WHAT NEEDS TO BE DONE:
All that should come back is the lines of the data below from the one containing "#[arg(long, short = 'k', global = true)]" to the one containing "pub enum Command", inclusive, exactly as they stand.

ENTRIES SUPPLIED:

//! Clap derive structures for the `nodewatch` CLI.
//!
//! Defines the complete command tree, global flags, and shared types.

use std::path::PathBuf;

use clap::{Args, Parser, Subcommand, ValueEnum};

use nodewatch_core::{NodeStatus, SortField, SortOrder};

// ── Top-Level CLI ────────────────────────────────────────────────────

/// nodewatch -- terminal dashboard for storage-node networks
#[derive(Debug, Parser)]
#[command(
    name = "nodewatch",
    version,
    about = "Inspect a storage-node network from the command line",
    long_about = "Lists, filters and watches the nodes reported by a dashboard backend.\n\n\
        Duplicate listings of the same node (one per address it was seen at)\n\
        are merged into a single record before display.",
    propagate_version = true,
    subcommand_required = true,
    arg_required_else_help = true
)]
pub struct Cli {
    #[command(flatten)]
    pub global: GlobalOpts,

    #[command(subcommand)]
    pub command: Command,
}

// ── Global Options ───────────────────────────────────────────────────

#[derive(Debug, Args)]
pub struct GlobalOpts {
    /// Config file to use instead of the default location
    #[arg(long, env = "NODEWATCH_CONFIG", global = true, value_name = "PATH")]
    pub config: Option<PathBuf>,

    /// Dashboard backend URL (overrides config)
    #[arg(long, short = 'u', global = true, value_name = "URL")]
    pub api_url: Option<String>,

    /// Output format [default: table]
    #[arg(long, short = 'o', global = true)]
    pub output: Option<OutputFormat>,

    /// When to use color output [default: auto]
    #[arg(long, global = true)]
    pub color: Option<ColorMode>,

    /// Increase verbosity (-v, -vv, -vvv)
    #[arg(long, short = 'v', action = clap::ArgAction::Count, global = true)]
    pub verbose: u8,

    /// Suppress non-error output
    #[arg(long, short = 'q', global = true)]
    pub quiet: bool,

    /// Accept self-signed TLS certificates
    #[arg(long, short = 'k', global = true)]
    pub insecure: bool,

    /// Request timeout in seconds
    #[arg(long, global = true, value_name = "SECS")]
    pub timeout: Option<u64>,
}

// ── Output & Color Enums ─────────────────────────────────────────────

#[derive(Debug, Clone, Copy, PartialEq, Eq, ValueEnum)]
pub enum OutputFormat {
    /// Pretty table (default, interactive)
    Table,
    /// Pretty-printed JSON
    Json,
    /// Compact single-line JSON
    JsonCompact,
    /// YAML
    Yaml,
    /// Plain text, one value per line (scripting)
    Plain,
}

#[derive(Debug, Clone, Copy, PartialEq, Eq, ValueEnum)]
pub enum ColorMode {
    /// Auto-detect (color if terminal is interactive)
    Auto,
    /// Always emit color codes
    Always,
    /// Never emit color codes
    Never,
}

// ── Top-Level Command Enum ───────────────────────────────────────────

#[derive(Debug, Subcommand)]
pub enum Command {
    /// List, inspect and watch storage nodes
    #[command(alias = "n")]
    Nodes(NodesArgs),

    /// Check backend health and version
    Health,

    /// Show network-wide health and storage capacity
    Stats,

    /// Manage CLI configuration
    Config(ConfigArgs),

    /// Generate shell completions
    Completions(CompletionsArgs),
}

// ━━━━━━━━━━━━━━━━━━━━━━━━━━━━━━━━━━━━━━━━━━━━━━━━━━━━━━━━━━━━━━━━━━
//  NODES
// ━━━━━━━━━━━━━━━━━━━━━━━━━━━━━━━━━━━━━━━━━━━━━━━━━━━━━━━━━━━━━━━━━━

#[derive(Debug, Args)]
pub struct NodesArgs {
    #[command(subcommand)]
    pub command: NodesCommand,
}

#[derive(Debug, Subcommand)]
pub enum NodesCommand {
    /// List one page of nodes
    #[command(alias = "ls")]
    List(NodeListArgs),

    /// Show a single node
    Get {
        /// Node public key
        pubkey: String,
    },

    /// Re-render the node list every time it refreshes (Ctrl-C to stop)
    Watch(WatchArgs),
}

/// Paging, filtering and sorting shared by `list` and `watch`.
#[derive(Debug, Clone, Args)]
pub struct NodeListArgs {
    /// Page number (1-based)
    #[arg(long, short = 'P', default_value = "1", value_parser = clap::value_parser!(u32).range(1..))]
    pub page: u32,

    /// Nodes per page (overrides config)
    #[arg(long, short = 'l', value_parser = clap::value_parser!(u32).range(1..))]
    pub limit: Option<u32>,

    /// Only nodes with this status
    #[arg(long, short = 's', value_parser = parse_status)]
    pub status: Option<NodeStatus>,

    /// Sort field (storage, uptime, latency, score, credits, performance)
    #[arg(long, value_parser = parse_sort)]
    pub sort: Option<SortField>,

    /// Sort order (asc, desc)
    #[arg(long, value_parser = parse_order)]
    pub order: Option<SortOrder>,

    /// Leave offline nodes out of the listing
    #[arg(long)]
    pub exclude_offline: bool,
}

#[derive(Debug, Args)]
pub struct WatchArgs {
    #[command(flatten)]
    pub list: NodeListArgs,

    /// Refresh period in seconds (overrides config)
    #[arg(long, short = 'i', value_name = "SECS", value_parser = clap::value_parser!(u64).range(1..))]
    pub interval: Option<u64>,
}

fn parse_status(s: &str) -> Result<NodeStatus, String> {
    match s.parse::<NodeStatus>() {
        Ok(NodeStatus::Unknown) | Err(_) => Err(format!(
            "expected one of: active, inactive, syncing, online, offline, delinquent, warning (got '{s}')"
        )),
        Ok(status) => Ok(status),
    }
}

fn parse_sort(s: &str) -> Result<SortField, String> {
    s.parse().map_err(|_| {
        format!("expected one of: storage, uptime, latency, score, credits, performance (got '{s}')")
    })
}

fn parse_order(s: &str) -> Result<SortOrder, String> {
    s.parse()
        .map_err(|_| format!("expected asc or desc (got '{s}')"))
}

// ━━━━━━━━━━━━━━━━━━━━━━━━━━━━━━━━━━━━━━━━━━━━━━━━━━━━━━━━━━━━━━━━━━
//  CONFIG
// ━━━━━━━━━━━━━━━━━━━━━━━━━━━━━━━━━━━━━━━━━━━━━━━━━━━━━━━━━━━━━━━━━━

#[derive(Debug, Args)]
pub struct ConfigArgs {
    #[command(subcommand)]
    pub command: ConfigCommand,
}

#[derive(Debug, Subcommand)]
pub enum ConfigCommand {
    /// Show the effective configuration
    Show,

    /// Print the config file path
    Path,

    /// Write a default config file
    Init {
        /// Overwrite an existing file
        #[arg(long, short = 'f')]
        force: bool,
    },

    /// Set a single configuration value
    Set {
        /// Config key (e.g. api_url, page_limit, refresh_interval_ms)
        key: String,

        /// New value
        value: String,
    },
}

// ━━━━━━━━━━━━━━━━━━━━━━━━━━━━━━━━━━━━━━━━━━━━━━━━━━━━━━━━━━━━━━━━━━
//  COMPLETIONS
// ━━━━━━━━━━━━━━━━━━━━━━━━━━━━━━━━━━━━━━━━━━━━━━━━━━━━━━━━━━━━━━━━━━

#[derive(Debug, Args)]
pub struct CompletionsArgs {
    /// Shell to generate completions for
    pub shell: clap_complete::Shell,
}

...

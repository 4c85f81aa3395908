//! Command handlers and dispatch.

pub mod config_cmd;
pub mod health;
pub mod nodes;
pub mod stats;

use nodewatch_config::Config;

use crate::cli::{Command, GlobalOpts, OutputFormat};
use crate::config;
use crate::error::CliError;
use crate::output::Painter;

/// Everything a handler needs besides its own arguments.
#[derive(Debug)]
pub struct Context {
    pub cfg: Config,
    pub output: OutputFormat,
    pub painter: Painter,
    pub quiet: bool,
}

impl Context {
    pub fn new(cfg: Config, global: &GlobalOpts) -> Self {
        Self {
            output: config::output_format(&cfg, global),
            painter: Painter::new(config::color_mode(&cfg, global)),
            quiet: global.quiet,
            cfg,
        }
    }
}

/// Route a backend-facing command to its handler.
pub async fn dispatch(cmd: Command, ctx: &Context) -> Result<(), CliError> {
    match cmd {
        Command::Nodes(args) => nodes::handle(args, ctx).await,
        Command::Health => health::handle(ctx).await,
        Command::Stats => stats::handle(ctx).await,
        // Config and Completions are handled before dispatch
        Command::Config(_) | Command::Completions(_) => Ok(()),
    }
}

* * *

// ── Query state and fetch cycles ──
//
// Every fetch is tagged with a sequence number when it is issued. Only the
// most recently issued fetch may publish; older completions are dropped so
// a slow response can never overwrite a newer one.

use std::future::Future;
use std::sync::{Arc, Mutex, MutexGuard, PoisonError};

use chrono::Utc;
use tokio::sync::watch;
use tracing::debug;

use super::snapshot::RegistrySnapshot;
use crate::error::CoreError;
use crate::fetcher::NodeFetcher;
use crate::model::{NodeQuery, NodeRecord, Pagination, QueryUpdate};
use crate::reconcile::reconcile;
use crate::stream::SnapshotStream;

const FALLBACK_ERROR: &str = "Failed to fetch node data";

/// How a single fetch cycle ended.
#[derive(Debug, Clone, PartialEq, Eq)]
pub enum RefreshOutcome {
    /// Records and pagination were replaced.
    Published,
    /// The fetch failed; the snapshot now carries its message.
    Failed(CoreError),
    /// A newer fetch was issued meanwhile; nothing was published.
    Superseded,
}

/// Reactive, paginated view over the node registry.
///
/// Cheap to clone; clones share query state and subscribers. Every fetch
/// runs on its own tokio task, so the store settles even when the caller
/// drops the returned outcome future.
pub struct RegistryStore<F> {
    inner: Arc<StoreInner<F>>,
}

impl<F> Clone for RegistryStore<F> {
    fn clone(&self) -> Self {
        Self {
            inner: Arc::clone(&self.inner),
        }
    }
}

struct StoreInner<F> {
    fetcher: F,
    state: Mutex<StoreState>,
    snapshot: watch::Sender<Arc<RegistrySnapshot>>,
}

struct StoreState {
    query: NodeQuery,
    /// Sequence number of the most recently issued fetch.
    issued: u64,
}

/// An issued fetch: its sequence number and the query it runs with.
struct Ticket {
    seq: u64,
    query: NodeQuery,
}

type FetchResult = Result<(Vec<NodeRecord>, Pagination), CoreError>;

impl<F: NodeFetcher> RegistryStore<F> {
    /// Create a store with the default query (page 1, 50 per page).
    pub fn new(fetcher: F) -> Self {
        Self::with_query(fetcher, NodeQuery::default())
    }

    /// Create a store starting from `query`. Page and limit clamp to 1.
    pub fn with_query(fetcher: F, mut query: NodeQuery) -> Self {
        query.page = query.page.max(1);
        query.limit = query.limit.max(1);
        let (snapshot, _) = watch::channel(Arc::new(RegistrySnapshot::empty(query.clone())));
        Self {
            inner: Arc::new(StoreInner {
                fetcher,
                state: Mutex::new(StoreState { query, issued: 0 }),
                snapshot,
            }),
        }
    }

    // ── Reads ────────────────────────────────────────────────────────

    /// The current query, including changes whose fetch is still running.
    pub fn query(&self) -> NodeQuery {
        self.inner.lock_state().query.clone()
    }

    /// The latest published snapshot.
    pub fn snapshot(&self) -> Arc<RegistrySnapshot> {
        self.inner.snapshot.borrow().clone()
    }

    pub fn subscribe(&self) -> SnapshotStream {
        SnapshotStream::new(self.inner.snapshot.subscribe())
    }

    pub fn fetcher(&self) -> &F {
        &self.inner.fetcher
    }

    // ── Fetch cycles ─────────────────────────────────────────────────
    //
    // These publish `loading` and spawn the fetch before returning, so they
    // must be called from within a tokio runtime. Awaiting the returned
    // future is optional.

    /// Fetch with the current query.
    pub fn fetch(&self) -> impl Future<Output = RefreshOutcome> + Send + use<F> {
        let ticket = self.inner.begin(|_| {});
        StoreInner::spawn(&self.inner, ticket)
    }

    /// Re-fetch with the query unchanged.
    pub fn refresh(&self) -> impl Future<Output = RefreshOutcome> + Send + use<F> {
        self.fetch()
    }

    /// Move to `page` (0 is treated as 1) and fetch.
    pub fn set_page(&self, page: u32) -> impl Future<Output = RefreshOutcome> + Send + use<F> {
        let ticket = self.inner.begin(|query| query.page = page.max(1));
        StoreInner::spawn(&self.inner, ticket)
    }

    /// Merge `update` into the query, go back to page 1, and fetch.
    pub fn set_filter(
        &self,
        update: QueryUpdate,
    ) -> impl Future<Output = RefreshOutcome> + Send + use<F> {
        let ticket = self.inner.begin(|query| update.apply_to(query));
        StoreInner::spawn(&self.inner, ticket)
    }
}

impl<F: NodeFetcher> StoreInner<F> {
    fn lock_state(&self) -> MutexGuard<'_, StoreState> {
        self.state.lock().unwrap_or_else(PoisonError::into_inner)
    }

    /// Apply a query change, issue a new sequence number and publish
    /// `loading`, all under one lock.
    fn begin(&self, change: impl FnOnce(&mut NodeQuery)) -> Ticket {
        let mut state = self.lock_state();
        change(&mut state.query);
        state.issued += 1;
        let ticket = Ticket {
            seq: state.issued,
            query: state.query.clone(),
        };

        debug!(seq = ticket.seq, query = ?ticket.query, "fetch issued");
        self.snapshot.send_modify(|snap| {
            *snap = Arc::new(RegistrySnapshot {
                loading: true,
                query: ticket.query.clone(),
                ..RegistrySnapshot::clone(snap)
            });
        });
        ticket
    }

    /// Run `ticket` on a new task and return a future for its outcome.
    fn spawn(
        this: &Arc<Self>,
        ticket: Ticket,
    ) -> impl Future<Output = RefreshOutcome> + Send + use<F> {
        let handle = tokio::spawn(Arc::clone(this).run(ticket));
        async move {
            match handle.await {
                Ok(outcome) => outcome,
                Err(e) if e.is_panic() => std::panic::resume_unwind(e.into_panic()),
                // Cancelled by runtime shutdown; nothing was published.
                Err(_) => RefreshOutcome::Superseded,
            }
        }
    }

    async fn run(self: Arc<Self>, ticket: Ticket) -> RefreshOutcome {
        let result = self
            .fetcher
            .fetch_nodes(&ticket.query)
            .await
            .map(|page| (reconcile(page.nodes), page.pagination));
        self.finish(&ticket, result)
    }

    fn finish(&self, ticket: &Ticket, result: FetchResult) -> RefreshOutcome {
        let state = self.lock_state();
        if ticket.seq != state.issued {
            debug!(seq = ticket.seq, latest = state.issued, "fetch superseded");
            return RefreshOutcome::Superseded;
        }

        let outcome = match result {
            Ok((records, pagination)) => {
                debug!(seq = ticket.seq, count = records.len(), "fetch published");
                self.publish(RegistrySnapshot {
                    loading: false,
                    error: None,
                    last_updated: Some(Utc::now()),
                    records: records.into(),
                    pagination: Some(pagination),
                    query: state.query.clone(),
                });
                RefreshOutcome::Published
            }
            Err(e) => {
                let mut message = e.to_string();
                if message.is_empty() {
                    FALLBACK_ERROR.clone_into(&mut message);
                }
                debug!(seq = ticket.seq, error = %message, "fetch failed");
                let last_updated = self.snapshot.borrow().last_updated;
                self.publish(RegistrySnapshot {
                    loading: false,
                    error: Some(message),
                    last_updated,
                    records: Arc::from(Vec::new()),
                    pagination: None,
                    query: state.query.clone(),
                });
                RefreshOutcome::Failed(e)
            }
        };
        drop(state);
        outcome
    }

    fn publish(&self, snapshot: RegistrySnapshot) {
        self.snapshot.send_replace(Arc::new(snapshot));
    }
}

OUTPUT BELOW:
    #[arg(long, short = 'k', global = true)]
    pub insecure: bool,

    /// Request timeout in seconds
    #[arg(long, global = true, value_name = "SECS")]
    pub timeout: Option<u64>,
}

// ── Output & Color Enums ─────────────────────────────────────────────

#[derive(Debug, Clone, Copy, PartialEq, Eq, ValueEnum)]
pub enum OutputFormat {
    /// Pretty table (default, interactive)
    Table,
    /// Pretty-printed JSON
    Json,
    /// Compact single-line JSON
    JsonCompact,
    /// YAML
    Yaml,
    /// Plain text, one value per line (scripting)
    Plain,
}

#[derive(Debug, Clone, Copy, PartialEq, Eq, ValueEnum)]
pub enum ColorMode {
    /// Auto-detect (color if terminal is interactive)
    Auto,
    /// Always emit color codes
    Always,
    /// Never emit color codes
    Never,
}

// ── Top-Level Command Enum ───────────────────────────────────────────

#[derive(Debug, Subcommand)]
pub enum Command {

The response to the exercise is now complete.